The correlation between genotype and phenotype is strongest for exocrine pancreatic function; however, this relationship is not consistent. Only 52% of patients who are compound heterozygotes for R117H, where the second mutation was a severe mutation, were pancreatic sufficient. In the Cystic Fibrosis Genotype–Phenotype Consortium, 87% of patients with the R117H/F508del mutation had pancreatic sufficiency2; however, the older age in our cohort may account for this difference (31.7 ± 1.8 vs. 23.5 ± 9.6 years). It may be more prudent to regard pancreatic status at a particular age as a measure of the rate of progression of pancreatic disease rather than a fixed attribute. In addition, the particularly high incidence of R117H on an IVS8-5T background in our centre, with its associated more severe phenotype, could be contributory to these divergent findings.
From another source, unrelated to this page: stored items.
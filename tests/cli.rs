use assert_cmd::Command;
use predicates::prelude::*;
use std::fs;
use std::path::Path;

const FAMILY: &str = r#"
groups:
  - id: rivera
    members:
      - { id: ana, name: Ana, role: parent }
      - { id: ben, name: Ben, role: parent }
      - { id: cam, name: Cam, role: child, age: 9 }
    tasks:
      - { id: t1, title: Pack lunches, assignee: ana, creator: ana, effort: 2, recurring: true }
      - { id: t2, title: Book dentist, assignee: ana, creator: ana, effort: 1 }
      - { id: t3, title: Renew permits, assignee: ana, creator: ana, effort: 3, complexity: high }
      - { id: t4, title: Mow lawn, assignee: ben, creator: ana, effort: 2 }
    events:
      - title: Parent teacher night
        organizer: ana
        attendees: [ben]
        date: 2026-10-20T18:00:00Z
    habits:
      - { name: Reading, creator: ana, participants: [cam] }
"#;

fn workspace() -> tempfile::TempDir {
    let dir = tempfile::tempdir().unwrap();
    fs::write(dir.path().join("family.yaml"), FAMILY).unwrap();
    dir
}

fn loadbalance(dir: &Path) -> Command {
    let mut cmd = Command::cargo_bin("loadbalance").unwrap();
    cmd.current_dir(dir);
    cmd
}

#[test]
fn schema_prints_config_schema() {
    let dir = tempfile::tempdir().unwrap();
    loadbalance(dir.path())
        .arg("schema")
        .assert()
        .success()
        .stdout(predicate::str::contains("deadline_ms"))
        .stdout(predicate::str::contains("calibration"));
}

#[test]
fn analyze_writes_reports_and_snapshot() {
    let dir = workspace();
    loadbalance(dir.path())
        .args([
            "analyze",
            "--group",
            "rivera",
            "--data",
            "family.yaml",
            "--from",
            "2026-10-18",
        ])
        .assert()
        .success()
        .stdout(predicate::str::contains("Primary carrier: Ana"))
        .stdout(predicate::str::contains("Ana is carrying"));

    let dated: Vec<_> = fs::read_dir(dir.path().join("reports"))
        .unwrap()
        .map(|e| e.unwrap().path())
        .collect();
    assert_eq!(dated.len(), 1);
    assert!(dated[0].join("rivera.md").exists());
    assert!(dated[0].join("rivera.analysis.json").exists());

    let snapshots = fs::read_dir(dir.path().join(".loadbalance/snapshots/rivera"))
        .unwrap()
        .count();
    assert_eq!(snapshots, 1);

    loadbalance(dir.path())
        .args(["history", "--group", "rivera"])
        .assert()
        .success()
        .stdout(predicate::str::contains("# History: rivera"))
        .stdout(predicate::str::contains("| Ana |"));
}

#[test]
fn analyze_without_snapshot() {
    let dir = workspace();
    loadbalance(dir.path())
        .args([
            "analyze",
            "--group",
            "rivera",
            "--data",
            "family.yaml",
            "--no-snapshot",
        ])
        .assert()
        .success();

    assert!(!dir.path().join(".loadbalance").exists());
}

#[test]
fn analyze_unknown_group_fails() {
    let dir = workspace();
    loadbalance(dir.path())
        .args(["analyze", "--group", "nobody", "--data", "family.yaml"])
        .assert()
        .failure()
        .stderr(predicate::str::contains("nobody"));
}

#[test]
fn analyze_rejects_invalid_config() {
    let dir = workspace();
    fs::write(dir.path().join("loadbalance.yaml"), "deadline_ms: 0\n").unwrap();
    loadbalance(dir.path())
        .args(["analyze", "--group", "rivera", "--data", "family.yaml"])
        .assert()
        .failure()
        .stderr(predicate::str::contains("deadline_ms"));
}

#[test]
fn history_is_empty_for_new_group() {
    let dir = tempfile::tempdir().unwrap();
    loadbalance(dir.path())
        .args(["history", "--group", "rivera"])
        .assert()
        .success()
        .stdout(predicate::str::contains("*No snapshots*"));
}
Many of the clinical outcome variables studied cannot be interpreted independently. With progression of disease and declining lung function, the increased work of breathing increases the metabolic rate and can predispose to undernutrition.18 Acquisition of P. aeruginosa can lead to a more rapid decline in FEV1 and more frequent exacerbations and hence greater burden of care.19 The presence of PI leads to malabsorption of nutrients and fall in BMI.20 Patients in Group 1 had a lower incidence of CFRD than those in Groups 2 and 3, consistent with previous investigators.21

Our study has limitations, primarily, the relatively small numbers studied. If more patients were available, it would be more appropriate to compare patients individually, matched for age and gender, in order to allow a direct comparison in genotype. Also, previous investigators have determined pancreatic function by a variety of different methods (such as 72-h faecal-fat study, pancreatic-stimulation test, serum trypsinogen assay or subjective assessment of the need for pancreatic enzyme supplementation) making direct comparison of pancreatic status tenuous. Many of the patients in this study will have started taking pancreatic-enzyme supplementation immediately after diagnosis and so our data will be an overrepresentation of the overall amount of PI, particularly in G551D and R117H patients.

Our data suggest that additional genetic or environmental factors, in addition to CFTR function alone, contribute to the maintenance of the pancreatic sufficient state. There is a high variability in phenotype within identical CFTR genotypes.11 However, as modifier genes remain to be identified, clinicians need to be mindful of consensus statements advising that genotype alone should not be used to predict clinical outcomes at the time of diagnosis.16 In conclusion, this study reports that patients with the G551D mutation and a second severe mutation have a milder clinical phenotype than F508del homozygous patients.


All the authors have approved the final version of the manuscript and all those who have contributed to it have been acknowledged.

Conflict of interest: None declared.